Darius didn’t like the speculative gleam in his first mate’s eyes. The other man eyed Darius like a target for cupid’s arrow. “I won’t be laying a hand on any of them either. They will be guests in our home and that is that. We keep them safe for now and stick to our original plan.”
A feminine voice interrupted from the doorway. “We won’t be going anywhere. I have spoken to the children and it is decided that we stay and you go.”
All three men jumped to their feet. Darius tucked his pistol back into the holster at his side and pulled his coat forward to fasten the buttons. “Impossible. Collect what you need and be quick about it.”
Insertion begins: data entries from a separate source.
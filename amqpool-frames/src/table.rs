//! Implements AMQP 0-9-1 field tables and the string primitives
//!
//! The value tag set follows the RabbitMQ field-table grammar, which is what
//! every broker and client the proxy fronts actually speaks.

use bytes::{Buf, BufMut, Bytes, BytesMut};

use crate::error::Error;

pub(crate) fn take_u8(buf: &mut Bytes) -> Result<u8, Error> {
    if buf.remaining() < 1 {
        return Err(Error::UnexpectedEnd);
    }
    Ok(buf.get_u8())
}

pub(crate) fn take_u16(buf: &mut Bytes) -> Result<u16, Error> {
    if buf.remaining() < 2 {
        return Err(Error::UnexpectedEnd);
    }
    Ok(buf.get_u16())
}

pub(crate) fn take_u32(buf: &mut Bytes) -> Result<u32, Error> {
    if buf.remaining() < 4 {
        return Err(Error::UnexpectedEnd);
    }
    Ok(buf.get_u32())
}

pub(crate) fn take_u64(buf: &mut Bytes) -> Result<u64, Error> {
    if buf.remaining() < 8 {
        return Err(Error::UnexpectedEnd);
    }
    Ok(buf.get_u64())
}

pub(crate) fn take_bytes(buf: &mut Bytes, len: usize) -> Result<Bytes, Error> {
    if buf.remaining() < len {
        return Err(Error::UnexpectedEnd);
    }
    Ok(buf.split_to(len))
}

/// Reads a shortstr: one length octet followed by up to 255 octets of UTF-8
pub(crate) fn take_shortstr(buf: &mut Bytes) -> Result<String, Error> {
    let len = take_u8(buf)? as usize;
    let raw = take_bytes(buf, len)?;
    String::from_utf8(raw.to_vec()).map_err(Into::into)
}

/// Reads a longstr: a u32 length followed by arbitrary octets
pub(crate) fn take_longstr(buf: &mut Bytes) -> Result<Bytes, Error> {
    let len = take_u32(buf)? as usize;
    take_bytes(buf, len)
}

pub(crate) fn put_shortstr(dst: &mut BytesMut, value: &str) -> Result<(), Error> {
    if value.len() > u8::MAX as usize {
        return Err(Error::ShortStringTooLong(value.len()));
    }
    dst.put_u8(value.len() as u8);
    dst.put_slice(value.as_bytes());
    Ok(())
}

pub(crate) fn put_longstr(dst: &mut BytesMut, value: &[u8]) {
    dst.put_u32(value.len() as u32);
    dst.put_slice(value);
}

/// A single value in a field table
#[derive(Debug, Clone, PartialEq)]
pub enum FieldValue {
    /// `t` boolean
    Boolean(bool),
    /// `b` short-short-int
    ShortShortInt(i8),
    /// `B` short-short-uint
    ShortShortUInt(u8),
    /// `s` short-int
    ShortInt(i16),
    /// `u` short-uint
    ShortUInt(u16),
    /// `I` long-int
    LongInt(i32),
    /// `i` long-uint
    LongUInt(u32),
    /// `l` long-long-int
    LongLongInt(i64),
    /// `f` float
    Float(f32),
    /// `d` double
    Double(f64),
    /// `D` decimal: scale octet plus unsigned long value
    Decimal(u8, u32),
    /// `S` long string; octets, not necessarily UTF-8
    LongString(Bytes),
    /// `A` field array
    Array(Vec<FieldValue>),
    /// `T` POSIX timestamp
    Timestamp(u64),
    /// `F` nested field table
    Table(FieldTable),
    /// `V` void
    Void,
    /// `x` byte array
    ByteArray(Bytes),
}

impl FieldValue {
    /// Creates a long-string value from UTF-8 text
    pub fn long_string(value: impl Into<String>) -> Self {
        Self::LongString(Bytes::from(value.into().into_bytes()))
    }

    /// The string content of a `LongString` value, if it is one and is UTF-8
    pub fn as_str(&self) -> Option<&str> {
        match self {
            Self::LongString(bytes) => std::str::from_utf8(bytes).ok(),
            _ => None,
        }
    }

    pub(crate) fn decode(buf: &mut Bytes) -> Result<Self, Error> {
        let tag = take_u8(buf)?;
        let value = match tag {
            b't' => Self::Boolean(take_u8(buf)? != 0),
            b'b' => Self::ShortShortInt(take_u8(buf)? as i8),
            b'B' => Self::ShortShortUInt(take_u8(buf)?),
            b's' => Self::ShortInt(take_u16(buf)? as i16),
            b'u' => Self::ShortUInt(take_u16(buf)?),
            b'I' => Self::LongInt(take_u32(buf)? as i32),
            b'i' => Self::LongUInt(take_u32(buf)?),
            b'l' => Self::LongLongInt(take_u64(buf)? as i64),
            b'f' => Self::Float(f32::from_bits(take_u32(buf)?)),
            b'd' => Self::Double(f64::from_bits(take_u64(buf)?)),
            b'D' => Self::Decimal(take_u8(buf)?, take_u32(buf)?),
            b'S' => Self::LongString(take_longstr(buf)?),
            b'A' => {
                let len = take_u32(buf)? as usize;
                let mut inner = take_bytes(buf, len)?;
                let mut items = Vec::new();
                while inner.has_remaining() {
                    items.push(Self::decode(&mut inner)?);
                }
                Self::Array(items)
            }
            b'T' => Self::Timestamp(take_u64(buf)?),
            b'F' => Self::Table(FieldTable::decode(buf)?),
            b'V' => Self::Void,
            b'x' => Self::ByteArray(take_longstr(buf)?),
            other => return Err(Error::UnknownFieldType(other)),
        };
        Ok(value)
    }

    pub(crate) fn encode(&self, dst: &mut BytesMut) -> Result<(), Error> {
        match self {
            Self::Boolean(v) => {
                dst.put_u8(b't');
                dst.put_u8(*v as u8);
            }
            Self::ShortShortInt(v) => {
                dst.put_u8(b'b');
                dst.put_i8(*v);
            }
            Self::ShortShortUInt(v) => {
                dst.put_u8(b'B');
                dst.put_u8(*v);
            }
            Self::ShortInt(v) => {
                dst.put_u8(b's');
                dst.put_i16(*v);
            }
            Self::ShortUInt(v) => {
                dst.put_u8(b'u');
                dst.put_u16(*v);
            }
            Self::LongInt(v) => {
                dst.put_u8(b'I');
                dst.put_i32(*v);
            }
            Self::LongUInt(v) => {
                dst.put_u8(b'i');
                dst.put_u32(*v);
            }
            Self::LongLongInt(v) => {
                dst.put_u8(b'l');
                dst.put_i64(*v);
            }
            Self::Float(v) => {
                dst.put_u8(b'f');
                dst.put_u32(v.to_bits());
            }
            Self::Double(v) => {
                dst.put_u8(b'd');
                dst.put_u64(v.to_bits());
            }
            Self::Decimal(scale, value) => {
                dst.put_u8(b'D');
                dst.put_u8(*scale);
                dst.put_u32(*value);
            }
            Self::LongString(v) => {
                dst.put_u8(b'S');
                put_longstr(dst, v);
            }
            Self::Array(items) => {
                dst.put_u8(b'A');
                let mut inner = BytesMut::new();
                for item in items {
                    item.encode(&mut inner)?;
                }
                dst.put_u32(inner.len() as u32);
                dst.put_slice(&inner);
            }
            Self::Timestamp(v) => {
                dst.put_u8(b'T');
                dst.put_u64(*v);
            }
            Self::Table(table) => {
                dst.put_u8(b'F');
                table.encode(dst)?;
            }
            Self::Void => dst.put_u8(b'V'),
            Self::ByteArray(v) => {
                dst.put_u8(b'x');
                put_longstr(dst, v);
            }
        }
        Ok(())
    }
}

/// An AMQP 0-9-1 field table
///
/// Entries keep their wire order; lookups are by key.
#[derive(Debug, Clone, Default, PartialEq)]
pub struct FieldTable(Vec<(String, FieldValue)>);

impl FieldTable {
    /// Creates an empty table
    pub fn new() -> Self {
        Self::default()
    }

    /// Appends an entry
    pub fn insert(&mut self, key: impl Into<String>, value: FieldValue) {
        self.0.push((key.into(), value));
    }

    /// Looks up the first entry with the given key
    pub fn get(&self, key: &str) -> Option<&FieldValue> {
        self.0
            .iter()
            .find_map(|(k, v)| (k.as_str() == key).then_some(v))
    }

    /// Number of entries
    pub fn len(&self) -> usize {
        self.0.len()
    }

    /// Whether the table has no entries
    pub fn is_empty(&self) -> bool {
        self.0.is_empty()
    }

    /// Decodes a length-prefixed table
    pub fn decode(buf: &mut Bytes) -> Result<Self, Error> {
        let len = take_u32(buf)? as usize;
        let mut inner = take_bytes(buf, len)?;
        Self::decode_inline(&mut inner)
    }

    /// Decodes name/value pairs until the buffer is exhausted.
    ///
    /// This is the layout of an AMQPLAIN SASL response, which is a bare field
    /// table carried inside the long-string response of Connection.StartOk.
    pub fn decode_inline(buf: &mut Bytes) -> Result<Self, Error> {
        let mut entries = Vec::new();
        while buf.has_remaining() {
            let key = take_shortstr(buf)?;
            let value = FieldValue::decode(buf)?;
            entries.push((key, value));
        }
        Ok(Self(entries))
    }

    /// Encodes the table with its u32 length prefix
    pub fn encode(&self, dst: &mut BytesMut) -> Result<(), Error> {
        let mut inner = BytesMut::new();
        for (key, value) in &self.0 {
            put_shortstr(&mut inner, key)?;
            value.encode(&mut inner)?;
        }
        dst.put_u32(inner.len() as u32);
        dst.put_slice(&inner);
        Ok(())
    }
}

#[cfg(test)]
mod tests {
    use bytes::{Bytes, BytesMut};

    use super::{FieldTable, FieldValue};

    #[test]
    fn table_round_trip() {
        let mut capabilities = FieldTable::new();
        capabilities.insert("basic.nack", FieldValue::Boolean(true));
        capabilities.insert("publisher_confirms", FieldValue::Boolean(true));

        let mut table = FieldTable::new();
        table.insert("product", FieldValue::long_string("amqpool"));
        table.insert("capabilities", FieldValue::Table(capabilities));
        table.insert("uptime", FieldValue::LongLongInt(-1));

        let mut dst = BytesMut::new();
        table.encode(&mut dst).unwrap();

        let decoded = FieldTable::decode(&mut dst.freeze()).unwrap();
        assert_eq!(decoded, table);
        assert_eq!(decoded.get("product").unwrap().as_str(), Some("amqpool"));
    }

    #[test]
    fn amqplain_inline_table() {
        // LOGIN and PASSWORD as an AMQPLAIN response: no outer length prefix
        let mut dst = BytesMut::new();
        let mut table = FieldTable::new();
        table.insert("LOGIN", FieldValue::long_string("guest"));
        table.insert("PASSWORD", FieldValue::long_string("secret"));
        table.encode(&mut dst).unwrap();

        // strip the length prefix to get the bare pair stream
        let inline = Bytes::copy_from_slice(&dst[4..]);
        let decoded = FieldTable::decode_inline(&mut inline.clone()).unwrap();
        assert_eq!(decoded.get("LOGIN").unwrap().as_str(), Some("guest"));
        assert_eq!(decoded.get("PASSWORD").unwrap().as_str(), Some("secret"));
    }

    #[test]
    fn truncated_table_is_an_error() {
        let mut dst = BytesMut::new();
        let mut table = FieldTable::new();
        table.insert("key", FieldValue::long_string("value"));
        table.encode(&mut dst).unwrap();

        let truncated = dst.freeze().slice(..6);
        assert!(FieldTable::decode(&mut truncated.clone()).is_err());
    }
}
“You have no authority here,” Eliza said, her hands back on her hips in the weakest display of stubbornness Darius had ever witnessed.
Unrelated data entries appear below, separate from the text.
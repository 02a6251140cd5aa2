use crate::{
    model::{Category, ModelSchema},
    param::ParamSpec,
};

const ALPHA: ParamSpec = ParamSpec::float(1.0).min(0.0);

pub(crate) static NAIVE_BAYES: &[ModelSchema] = &[
    ModelSchema {
        name: "gaussian_nb",
        category: Category::NaiveBayes,
        architecture: None,
        params: &[("var_smoothing", ParamSpec::float(1e-9).min(0.0))],
    },
    ModelSchema {
        name: "multinomial_nb",
        category: Category::NaiveBayes,
        architecture: None,
        params: &[
            ("alpha", ALPHA),
            ("force_alpha", ParamSpec::boolean(true)),
            ("fit_prior", ParamSpec::boolean(true)),
        ],
    },
    ModelSchema {
        name: "bernoulli_nb",
        category: Category::NaiveBayes,
        architecture: None,
        params: &[
            ("alpha", ALPHA),
            ("binarize", ParamSpec::float(0.0)),
            ("fit_prior", ParamSpec::boolean(true)),
        ],
    },
    ModelSchema {
        name: "complement_nb",
        category: Category::NaiveBayes,
        architecture: None,
        params: &[
            ("alpha", ALPHA),
            ("fit_prior", ParamSpec::boolean(true)),
            ("norm", ParamSpec::boolean(false)),
        ],
    },
];
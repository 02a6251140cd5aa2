use crate::{
    model::{Category, ModelSchema},
    param::{Literal, Member, ParamSpec},
};

use super::{GAMMA, KERNEL, MAX_DEPTH, N_JOBS, RANDOM_STATE, TOL};

const CRITERION: ParamSpec = ParamSpec::union(
    &[
        Member::Literal("gini"),
        Member::Literal("entropy"),
        Member::Literal("log_loss"),
    ],
    Literal::Str("gini"),
);

pub(crate) static CLASSIFICATION: &[ModelSchema] = &[
    ModelSchema {
        name: "logistic_regression",
        category: Category::Classification,
        architecture: None,
        params: &[
            (
                "penalty",
                ParamSpec::union(
                    &[
                        Member::Literal("l1"),
                        Member::Literal("l2"),
                        Member::Literal("elasticnet"),
                        Member::None,
                    ],
                    Literal::Str("l2"),
                ),
            ),
            ("C", ParamSpec::float(1.0).min(0.0)),
            (
                "solver",
                ParamSpec::union(
                    &[
                        Member::Literal("lbfgs"),
                        Member::Literal("liblinear"),
                        Member::Literal("newton-cg"),
                        Member::Literal("sag"),
                        Member::Literal("saga"),
                    ],
                    Literal::Str("lbfgs"),
                ),
            ),
            ("max_iter", ParamSpec::int(100).min(1.0)),
            ("tol", TOL),
            ("fit_intercept", ParamSpec::boolean(true)),
            ("random_state", RANDOM_STATE),
        ],
    },
    ModelSchema {
        name: "support_vector_classifier",
        category: Category::Classification,
        architecture: None,
        params: &[
            ("C", ParamSpec::float(1.0).min(0.0)),
            ("kernel", KERNEL),
            ("degree", ParamSpec::int(3).min(1.0)),
            ("gamma", GAMMA),
            ("probability", ParamSpec::boolean(false)),
            ("tol", ParamSpec::float(1e-3).min(0.0)),
            ("random_state", RANDOM_STATE),
        ],
    },
    ModelSchema {
        name: "decision_tree_classifier",
        category: Category::Classification,
        architecture: None,
        params: &[
            ("criterion", CRITERION),
            ("max_depth", MAX_DEPTH),
            ("min_samples_split", ParamSpec::int(2).min(2.0)),
            ("min_samples_leaf", ParamSpec::int(1).min(1.0)),
            ("random_state", RANDOM_STATE),
        ],
    },
    ModelSchema {
        name: "random_forest_classifier",
        category: Category::Classification,
        architecture: None,
        params: &[
            ("n_estimators", ParamSpec::int(100).min(1.0)),
            ("criterion", CRITERION),
            ("max_depth", MAX_DEPTH),
            ("min_samples_split", ParamSpec::int(2).min(2.0)),
            ("bootstrap", ParamSpec::boolean(true)),
            ("n_jobs", N_JOBS),
            ("random_state", RANDOM_STATE),
        ],
    },
    ModelSchema {
        name: "k_nearest_neighbors",
        category: Category::Classification,
        architecture: None,
        params: &[
            ("n_neighbors", ParamSpec::int(5).min(1.0)),
            (
                "weights",
                ParamSpec::union(
                    &[Member::Literal("uniform"), Member::Literal("distance")],
                    Literal::Str("uniform"),
                ),
            ),
            (
                "algorithm",
                ParamSpec::union(
                    &[
                        Member::Literal("auto"),
                        Member::Literal("ball_tree"),
                        Member::Literal("kd_tree"),
                        Member::Literal("brute"),
                    ],
                    Literal::Str("auto"),
                ),
            ),
            ("leaf_size", ParamSpec::int(30).min(1.0)),
            ("p", ParamSpec::int(2).min(1.0)),
        ],
    },
    ModelSchema {
        name: "gradient_boosting_classifier",
        category: Category::Classification,
        architecture: None,
        params: &[
            ("n_estimators", ParamSpec::int(100).min(1.0)),
            ("learning_rate", ParamSpec::float(0.1).min(0.0)),
            ("max_depth", ParamSpec::int(3).min(1.0)),
            ("subsample", ParamSpec::float(1.0).range(0.0, 1.0)),
            ("random_state", RANDOM_STATE),
        ],
    },
];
“I’ll not come back tomorrow to find you all murdered in your beds, or worse.”
A sardonic look stretched her lips as though she thought she had already won this battle. “What could be worse than death?”
Darius raised his brows. “Perhaps raped? Beaten? Broken? While your brothers are forced to watch but are unable to assist?”
She paled and he instantly regretted his harsh tone and vulgar words. His conscience didn’t prickle for long though. “Eliza, we will not leave you here alone, unprotected and freezing. We have guest rooms, fires, food.”
“We have food,” a small voice said as the youngest boy pushed forward from his hiding place behind Eliza’s skirts. Darius would have to remember his presence before there was any further talk of rape or murder.
“Do you have a hare to roast for supper?” he asked the child.
The little one shook his head with a defiance to rival his sister’s but it was the lick of his lips that gave him away.
“How long has it been since you have had a roast hare for supper?”
Little green eyes met his with longing that soon turned to disgust. “We’ve only had revolting vegetables for months but Eliza says they will make us big and strong.” He flexed his tiny bicep but then dropped his arm and shook his head. “But I reckon she lied.”
Darius chuckled. “They will help to make you big and strong but a man needs meat. That’s how you get big muscles.”
The child inched closer. “Do you have big muscles?”
“I do,” he confirmed with a nod, laughter building on his chest.
“Are you really called Darius?”
He nodded again, tamping the humour back down.
“I have something I’m to give you.” Without another word, the boy ran from the room, his stockings slipping on the hall tiles.
“You must leave now,” Eliza told them, walking to the door and holding her arm out. “We do not require your assistance any longer.”
“You would starve them? For what?” Why did she fight so hard against his good intentions? Why did she suddenly look as though he’d backed her into a corner she couldn’t escape from but she would rather die than give in?
“It is improper for us to accept your invitation. We have no chaperone and you are a stranger to us.”
“You knew my grandfather and despite who my sire is, I would never take advantage of a woman under my roof. I have no need to take by force or any other means. You will all be much safer there.” Then a realisation hit him and he stepped back. “Is it because I am a bastard and a ship’s captain? Because I make my money in trade, you would refuse my protection? I assure you I have the means.”